表3 Xin-17T/Xin-17CK处理组主要差异蛋白分析Table 3 Main DEPs in Xin-17T/Xin-17CK treatment group

在盐碱胁迫下，蛋白合成、加工等过程也是容易遭受影响的重要代谢过程。在不少植物的相关研究中，均发现此类现象，如：在碱胁迫下，小麦老叶中大量的核糖体组分蛋白显著下调表达，而蛋白酶和核糖核酸酶却显著上升表达；短期碱胁迫后，抗性品种燕麦Vao-9幼苗根中不少核糖体组分蛋白上调表达，而地上部分没有检测到明显的变化。在本研究中，比较抗性品种与敏感品种的穗组织中蛋白在短期的碱胁迫后变化，发现在抗性品种Vao-9穗中，出现很多差异表达蛋白参与蛋白质合成及加工过程，其中不少出现上调表达，包括核糖体组分(A0A0Q3JFN1)及蛋白修饰加工相关蛋白(F2DWA3、M7Z458、I1HVG4)；而在敏感品种Xin-17的穗组织中，只检测到一个差异核糖体组分蛋白，且为下调表达(I1H5D5)。这进一步显示两个品种在抗碱胁迫过程中的明显差异，前者为积极的抵御，后者表现为被动消耗。

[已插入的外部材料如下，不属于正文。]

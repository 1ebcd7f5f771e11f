use sqlx::PgPool;
use tracing::{info, warn};

use crate::{
    error::ApiError,
    users::{
        dto::{CreateUserRequest, UpdateUserRequest},
        password,
        repo::User,
    },
    validation::{validate, FieldRules, Format},
};

const CREATE_RULES: &[FieldRules] = &[
    FieldRules {
        field: "nama_lengkap",
        required: true,
        min: Some(3),
        max: Some(100),
        format: None,
    },
    FieldRules {
        field: "email",
        required: true,
        min: None,
        max: None,
        format: Some(Format::Email),
    },
    FieldRules {
        field: "password",
        required: true,
        min: Some(6),
        max: None,
        format: None,
    },
];

const UPDATE_RULES: &[FieldRules] = &[
    FieldRules {
        field: "nama_lengkap",
        required: false,
        min: Some(3),
        max: Some(100),
        format: None,
    },
    FieldRules {
        field: "email",
        required: false,
        min: None,
        max: None,
        format: Some(Format::Email),
    },
    FieldRules {
        field: "password",
        required: false,
        min: Some(6),
        max: None,
        format: None,
    },
];

/// Rulesets the service is constructed with.
#[derive(Debug, Clone, Copy)]
pub struct UserRules {
    pub create: &'static [FieldRules],
    pub update: &'static [FieldRules],
}

impl Default for UserRules {
    fn default() -> Self {
        Self {
            create: CREATE_RULES,
            update: UPDATE_RULES,
        }
    }
}

/// Owns the user lifecycle: validation, the email uniqueness invariant,
/// hashing policy, and the row operations behind the five endpoints.
#[derive(Clone)]
pub struct UserService {
    db: PgPool,
    rules: UserRules,
}

fn email_changes(current: &str, requested: &str) -> bool {
    !requested.is_empty() && requested != current
}

/// The unique index on users.email is the backstop for the advisory
/// pre-checks; a write losing that race surfaces as Conflict, not 500.
fn map_unique_violation(e: sqlx::Error, msg: &str) -> ApiError {
    if let sqlx::Error::Database(ref db_err) = e {
        if db_err.is_unique_violation() {
            return ApiError::Conflict(msg.to_string());
        }
    }
    ApiError::Database(e)
}

impl UserService {
    pub fn new(db: PgPool, rules: UserRules) -> Self {
        Self { db, rules }
    }

    pub async fn list(&self) -> Result<Vec<User>, ApiError> {
        Ok(User::list_all(&self.db).await?)
    }

    pub async fn get(&self, id: i64) -> Result<User, ApiError> {
        User::find_by_id(&self.db, id)
            .await?
            .ok_or(ApiError::UserNotFound)
    }

    pub async fn create(&self, req: CreateUserRequest) -> Result<User, ApiError> {
        self.check(self.rules.create, &req.nama_lengkap, &req.email, &req.password)?;

        if User::find_by_email(&self.db, &req.email).await?.is_some() {
            warn!(email = %req.email, "email already registered");
            return Err(ApiError::Conflict("Email already registered".into()));
        }

        let hash = password::hash_password(&req.password)?;
        let user = User::insert(&self.db, &req.nama_lengkap, &req.email, &hash)
            .await
            .map_err(|e| map_unique_violation(e, "Email already registered"))?;

        info!(user_id = user.id, email = %user.email, "user created");
        Ok(user)
    }

    pub async fn update(&self, id: i64, req: UpdateUserRequest) -> Result<User, ApiError> {
        let mut user = User::find_by_id(&self.db, id)
            .await?
            .ok_or(ApiError::UserNotFound)?;

        self.check(self.rules.update, &req.nama_lengkap, &req.email, &req.password)?;

        if email_changes(&user.email, &req.email) {
            if User::find_by_email_excluding(&self.db, &req.email, id)
                .await?
                .is_some()
            {
                warn!(user_id = id, email = %req.email, "email already used by another user");
                return Err(ApiError::Conflict(
                    "Email already used by another user".into(),
                ));
            }
            user.email = req.email.clone();
        }
        if !req.nama_lengkap.is_empty() {
            user.nama = req.nama_lengkap.clone();
        }
        if !req.password.is_empty() {
            user.password_hash = password::hash_password(&req.password)?;
        }

        let user = user
            .save(&self.db)
            .await
            .map_err(|e| map_unique_violation(e, "Email already used by another user"))?;

        info!(user_id = user.id, "user updated");
        Ok(user)
    }

    pub async fn delete(&self, id: i64) -> Result<(), ApiError> {
        let rows = User::delete_by_id(&self.db, id).await?;
        if rows == 0 {
            return Err(ApiError::UserNotFound);
        }
        info!(user_id = id, "user deleted");
        Ok(())
    }

    fn check(
        &self,
        rules: &[FieldRules],
        nama_lengkap: &str,
        email: &str,
        password: &str,
    ) -> Result<(), ApiError> {
        let errors = validate(
            rules,
            &[
                ("nama_lengkap", nama_lengkap),
                ("email", email),
                ("password", password),
            ],
        );
        if errors.is_empty() {
            Ok(())
        } else {
            Err(ApiError::Validation(errors))
        }
    }
}

#[cfg(test)]
mod tests {
    use super::*;

    #[test]
    fn empty_email_is_not_a_change() {
        assert!(!email_changes("alice@example.com", ""));
    }

    #[test]
    fn same_email_is_not_a_change() {
        assert!(!email_changes("alice@example.com", "alice@example.com"));
    }

    #[test]
    fn different_email_is_a_change() {
        assert!(email_changes("alice@example.com", "bob@example.com"));
    }

    #[test]
    fn default_rules_make_create_fields_required_and_update_fields_optional() {
        let rules = UserRules::default();
        assert!(rules.create.iter().all(|r| r.required));
        assert!(rules.update.iter().all(|r| !r.required));
    }

    #[test]
    fn create_and_update_share_the_per_field_bounds() {
        let rules = UserRules::default();
        for (c, u) in rules.create.iter().zip(rules.update.iter()) {
            assert_eq!(c.field, u.field);
            assert_eq!(c.min, u.min);
            assert_eq!(c.max, u.max);
            assert_eq!(c.format, u.format);
        }
    }

    #[test]
    fn non_unique_database_errors_stay_database_errors() {
        let mapped = map_unique_violation(sqlx::Error::PoolTimedOut, "Email already registered");
        assert!(matches!(mapped, ApiError::Database(_)));
    }
}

研究发现，在盐碱胁迫过程中，谷胱甘肽代谢途径中的一些酶类参与抗逆过程。同时，在碱胁迫下燕麦中检测到大量抗逆相关的蛋白，如：次生代谢物合成相关蛋白、PRs蛋白等。本试验中，盐碱胁迫下，抗性品种Vao-9穗中次生代谢合成酶类显著上调表达(W5D5N4、F2D5L5、Q9ZTU0)而敏感品种Xin-17中则显著下调表达(I1IBR5、Q9ZTU0)；其次Vao-9穗中的谷胱甘肽代谢过程的几个酶类也显著上调表达(I1HUX2、K7AFN0)，而敏感品种Xin-17中却未检测到；敏感品种中两个PRs类抗逆蛋白(P50697、M5AKY4)显著上调表达，这也是两个品种之间的主要差异。这些差异表达蛋白可用于区分与筛选燕麦抗逆与敏感品种。

利用蛋白组学技术开展非模式生物的抗逆胁迫过程研究，具有独特的技术优势，能从复杂的宏观水平对参与数个代谢途径的大量蛋白开展定性、定量研究。由于目前的一些技术问题、蛋白数据库更新问题，也会导致不少冗余数据的产生。而利用蛋白组学技术研究燕麦响应盐碱胁迫的机制、筛选抗性燕麦品种有重要的理论及现实意义。本研究中，在遭受碱短期胁迫后，燕麦敏感品种与抗性品种穗组织中均出现大量的差异表达蛋白参与到次生代谢过程中，如：黄酮、类黄酮的合成等；二者间也表现出明显的差异，特别是在糖代谢过程、蛋白合成过程以及抗逆等。在碱胁迫下，抗性品种穗组织中与蛋白合成有关过程加强，而敏感品种则为多糖类的降解、能量的消耗；抗性品种通过增加次生代谢、谷胱甘肽代谢等抵御胁迫，而敏感品种则表现为PRs类蛋白的大量合成。